President of the Abuja branch of Soroptimist International, Oluwabunmi Apata, who made the call during her inauguration as the 16th President of the organisation in Abuja, lamented that the rights of citizens, especially that of women guaranteed by the constitution were trampled upon indiscriminately.
She, therefore, called for strict compliance with constitutionally and internationally guaranteed human rights. Apata said the organisation would continue to leverage Federal Government’s efforts to lift Nigerians out of poverty.
According to her, the organisation had contributed a lot in cushioning the effect of the COVID-19 pandemic by providing palliatives for women and children during the lockdown.
“Mothers and children were gifted food items while some mothers who couldn’t pay hospital bills after childbirth were rescued.

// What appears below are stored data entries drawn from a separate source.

//! Full-batch training loop.
//!
//! One forward pass, one backward pass and one Adam step per epoch, for
//! exactly `epochs` epochs. There is no validation, early stopping or
//! checkpointing; the loss history is returned for plotting.

use rand::Rng;
use std::time::{Duration, Instant};
use tracing::info;

use crate::QnnError;
use crate::model::{HybridModel, QnnConfig, assemble};
use crate::optimizer::Adam;

/// Training hyperparameters.
#[derive(Debug, Clone)]
pub struct TrainConfig {
    pub epochs: usize,
    pub learning_rate: f64,
}

impl Default for TrainConfig {
    fn default() -> Self {
        Self {
            epochs: 10,
            learning_rate: 0.01,
        }
    }
}

/// Outcome of a training run.
#[derive(Debug, Clone, Default)]
pub struct TrainingRun {
    /// Loss recorded at each epoch, before that epoch's update.
    pub losses: Vec<f64>,
    pub elapsed: Duration,
}

impl TrainingRun {
    pub fn final_loss(&self) -> Option<f64> {
        self.losses.last().copied()
    }
}

/// Assemble a fresh model and train it.
pub fn train<X, R>(
    inputs: &[X],
    targets: &[f64],
    qnn: &QnnConfig,
    config: &TrainConfig,
    rng: &mut R,
) -> Result<(HybridModel, TrainingRun), QnnError>
where
    X: AsRef<[f64]> + Sync,
    R: Rng,
{
    let mut model = assemble(qnn, rng)?;
    let run = fit(&mut model, inputs, targets, config)?;
    Ok((model, run))
}

/// Train an existing model in place.
pub fn fit<X>(
    model: &mut HybridModel,
    inputs: &[X],
    targets: &[f64],
    config: &TrainConfig,
) -> Result<TrainingRun, QnnError>
where
    X: AsRef<[f64]> + Sync,
{
    let mut optimizer = Adam::new(config.learning_rate);
    let mut params = model.parameters();
    let mut losses = Vec::with_capacity(config.epochs);
    let start = Instant::now();

    for epoch in 0..config.epochs {
        let (loss, gradient) = model.loss_and_gradient(inputs, targets)?;
        optimizer.step(&mut params, &gradient);
        model.set_parameters(&params)?;

        losses.push(loss);
        info!("Epoch {}/{}, Loss: {}", epoch + 1, config.epochs, loss);
    }

    let elapsed = start.elapsed();
    info!("Training completed in {:.2} seconds", elapsed.as_secs_f64());
    Ok(TrainingRun { losses, elapsed })
}

/// Mean squared error of `model` on a batch.
pub fn mse<X>(model: &HybridModel, inputs: &[X], targets: &[f64]) -> Result<f64, QnnError>
where
    X: AsRef<[f64]> + Sync,
{
    if inputs.len() != targets.len() {
        return Err(QnnError::LengthMismatch {
            features: inputs.len(),
            targets: targets.len(),
        });
    }
    if inputs.is_empty() {
        return Err(QnnError::EmptyBatch);
    }
    let predictions = model.predict_batch(inputs)?;
    let sum: f64 = predictions
        .iter()
        .zip(targets)
        .map(|(p, y)| (p - y).powi(2))
        .sum();
    Ok(sum / inputs.len() as f64)
}
//! Min-max bounds that can be persisted next to a trained model.

use serde::{Deserialize, Serialize};
use thiserror::Error;

use crate::features::FeatureColumn;

/// Errors raised when bounds are incomplete or inconsistent.
#[derive(Debug, Error, PartialEq)]
pub enum BoundsError {
    #[error("scaler bounds missing column '{0}'")]
    MissingColumn(FeatureColumn),

    #[error("scaler bounds for '{column}' are invalid: min {min} > max {max}")]
    Inverted {
        column: FeatureColumn,
        min: f64,
        max: f64,
    },
}

/// Observed range of a single column.
#[derive(Debug, Clone, Copy, PartialEq, Serialize, Deserialize)]
pub struct ColumnBounds {
    pub column: FeatureColumn,
    pub min: f64,
    pub max: f64,
}

impl ColumnBounds {
    /// Width of the observed range.
    #[inline]
    pub fn range(&self) -> f64 {
        self.max - self.min
    }

    /// Map a raw value into `[0, 1]` relative to these bounds.
    ///
    /// A constant column (zero range) maps every value to `0.0`.
    pub fn scale(&self, value: f64) -> f64 {
        let range = self.range();
        if range == 0.0 {
            0.0
        } else {
            (value - self.min) / range
        }
    }

    /// Map a scaled value back to raw units.
    pub fn unscale(&self, value: f64) -> f64 {
        value * self.range() + self.min
    }
}

/// Bounds for every feature column.
#[derive(Debug, Clone, PartialEq, Serialize, Deserialize)]
pub struct ScalerBounds {
    pub columns: Vec<ColumnBounds>,
}

impl ScalerBounds {
    /// Bounds for one column, if recorded.
    pub fn get(&self, column: FeatureColumn) -> Option<&ColumnBounds> {
        self.columns.iter().find(|b| b.column == column)
    }

    /// Check that every feature column is present with `min <= max`.
    pub fn validate(&self) -> Result<(), BoundsError> {
        for column in FeatureColumn::ALL {
            let bounds = self.get(column).ok_or(BoundsError::MissingColumn(column))?;
            if bounds.min > bounds.max {
                return Err(BoundsError::Inverted {
                    column,
                    min: bounds.min,
                    max: bounds.max,
                });
            }
        }
        Ok(())
    }
}
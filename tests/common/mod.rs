//! Test utilities and fixtures for Keyway integration tests

#![allow(dead_code)]

use axum::Router;
use axum::body::Body;
use axum::http::{Request, StatusCode};
use r2d2::Pool;
use r2d2_sqlite::SqliteConnectionManager;
use rusqlite::Connection;
use serde_json::Value;
use tower::ServiceExt;

pub use keyway::db::{AppState, init_db, queries};
pub use keyway::licensing::{self, IssueKey};
pub use keyway::models::*;

pub const WEBHOOK_SECRET: &str = "whsec-test-123";
pub const ADMIN_SECRET: &str = "admin-test-456";

/// Create an in-memory test database with schema initialized
pub fn setup_test_db() -> Connection {
    let conn = Connection::open_in_memory().expect("Failed to create in-memory database");
    init_db(&conn).expect("Failed to initialize schema");
    conn
}

/// Every pooled in-memory connection is its own database, so the pool is
/// capped at one connection. Never hold a connection across a request.
pub fn test_state_with(webhook_secret: Option<&str>, admin_secret: Option<&str>) -> AppState {
    let manager = SqliteConnectionManager::memory();
    let pool = Pool::builder().max_size(1).build(manager).unwrap();
    {
        let conn = pool.get().unwrap();
        init_db(&conn).unwrap();
    }

    AppState {
        db: pool,
        webhook_secret: webhook_secret.map(String::from),
        admin_secret: admin_secret.map(String::from),
    }
}

pub fn test_state() -> AppState {
    test_state_with(Some(WEBHOOK_SECRET), Some(ADMIN_SECRET))
}

/// Full router with rate limiting disabled (oneshot requests carry no peer address).
pub fn app(state: &AppState) -> Router {
    keyway::handlers::router(state.clone(), 0).with_state(state.clone())
}

pub fn json_request(method: &str, uri: &str, body: &Value) -> Request<Body> {
    Request::builder()
        .method(method)
        .uri(uri)
        .header("content-type", "application/json")
        .body(Body::from(serde_json::to_string(body).unwrap()))
        .unwrap()
}

/// Webhook delivery authenticated with `Authorization: Bearer <secret>`.
pub fn webhook_request(provider: &str, secret: &str, body: impl Into<Body>) -> Request<Body> {
    Request::builder()
        .method("POST")
        .uri(format!("/webhooks/{}", provider))
        .header("content-type", "application/json")
        .header("authorization", format!("Bearer {}", secret))
        .body(body.into())
        .unwrap()
}

pub fn admin_request(method: &str, uri: &str, secret: Option<&str>, body: &Value) -> Request<Body> {
    let mut builder = Request::builder()
        .method(method)
        .uri(uri)
        .header("content-type", "application/json");
    if let Some(secret) = secret {
        builder = builder.header("authorization", format!("Bearer {}", secret));
    }
    builder
        .body(Body::from(serde_json::to_string(body).unwrap()))
        .unwrap()
}

/// Send a request and return status plus parsed JSON body (Null if empty).
pub async fn send(app: Router, request: Request<Body>) -> (StatusCode, Value) {
    let response = app.oneshot(request).await.unwrap();
    let status = response.status();
    let bytes = axum::body::to_bytes(response.into_body(), usize::MAX)
        .await
        .unwrap();
    let json = if bytes.is_empty() {
        Value::Null
    } else {
        serde_json::from_slice(&bytes).unwrap_or(Value::Null)
    };
    (status, json)
}

/// POST /premium/keys/validate
pub async fn validate(state: &AppState, key: &str) -> Value {
    let (status, json) = send(
        app(state),
        json_request(
            "POST",
            "/premium/keys/validate",
            &serde_json::json!({ "key": key }),
        ),
    )
    .await;
    assert_eq!(status, StatusCode::OK, "validate should always answer 200");
    json
}

/// XXXX-XXXX-XXXX-XXXX over the key alphabet.
pub fn is_generated_token(token: &str) -> bool {
    let blocks: Vec<&str> = token.split('-').collect();
    blocks.len() == 4
        && blocks.iter().all(|b| {
            b.len() == 4 && b.bytes().all(|c| licensing::KEY_ALPHABET.contains(&c))
        })
}

/// Issue a key directly against the store.
pub fn issue_test_key(state: &AppState, email: &str, valid_days: Option<i64>) -> LicenseKey {
    let mut conn = state.db.get().unwrap();
    licensing::issue_key(
        &mut conn,
        &IssueKey {
            email: email.to_string(),
            valid_days,
            ..Default::default()
        },
    )
    .expect("Failed to issue test key")
    .license
}

pub fn keys_for(state: &AppState, email: &str) -> Vec<LicenseKey> {
    let conn = state.db.get().unwrap();
    queries::list_license_keys_for_email(&conn, email).unwrap()
}

pub fn event_count(state: &AppState) -> i64 {
    let conn = state.db.get().unwrap();
    queries::count_webhook_events(&conn).unwrap()
}

/// Force a key's expiry into the past.
pub fn expire_key(state: &AppState, token: &str) {
    let conn = state.db.get().unwrap();
    conn.execute(
        "UPDATE license_keys SET expires_at = ?1 WHERE key = ?2",
        rusqlite::params![chrono::Utc::now().timestamp() - 60, token],
    )
    .unwrap();
}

“Some of the women are here that we distributed palliatives to ease their pains, especially during the lockdown. We went to the national hospital and school for the blind to reach out to children in the ward and women who could not pay their bills after giving birth.
“We paid bills for like 10 of them. We reached out to some people even in the emergency ward and gave them stipends. What inspired me is that I just like to give.
“As a club, we have touched the lives of Daughters of Abraham. We went to see a woman in Masaka and empowered her with funds to start a chicken feed business and rent a shop. We are also giving a borehole at the Shere community,” she said.
In his remarks, chairman of the event and former senator, representing Ekiti North Senatorial District, Ayo Arise, urged well-meaning Nigerians to assist the less privileged to give them a sense of belonging and a better life.
On the increasing insecurity in the country, he called for effective implementation of state policing.
“I have been an advocate of state policing because I took my time to understand the American constitution to a large extent. So, during my time in the Senate, I was an advocate of state police.
“With our population and landscape, for instance, how do you want somebody to be head of the security outfit for the country, who stay in Abuja to look after what is going on in the remotest village in either Ogoja area, Ekiti, Edo or Sokoto?
“We have grown beyond that; there was a time, Nigeria was under 50 million people; we cannot be using the same mentality that we were using over 60 years ago to still believe it’s still the solution to new and emerging security challenges around the world,” he added.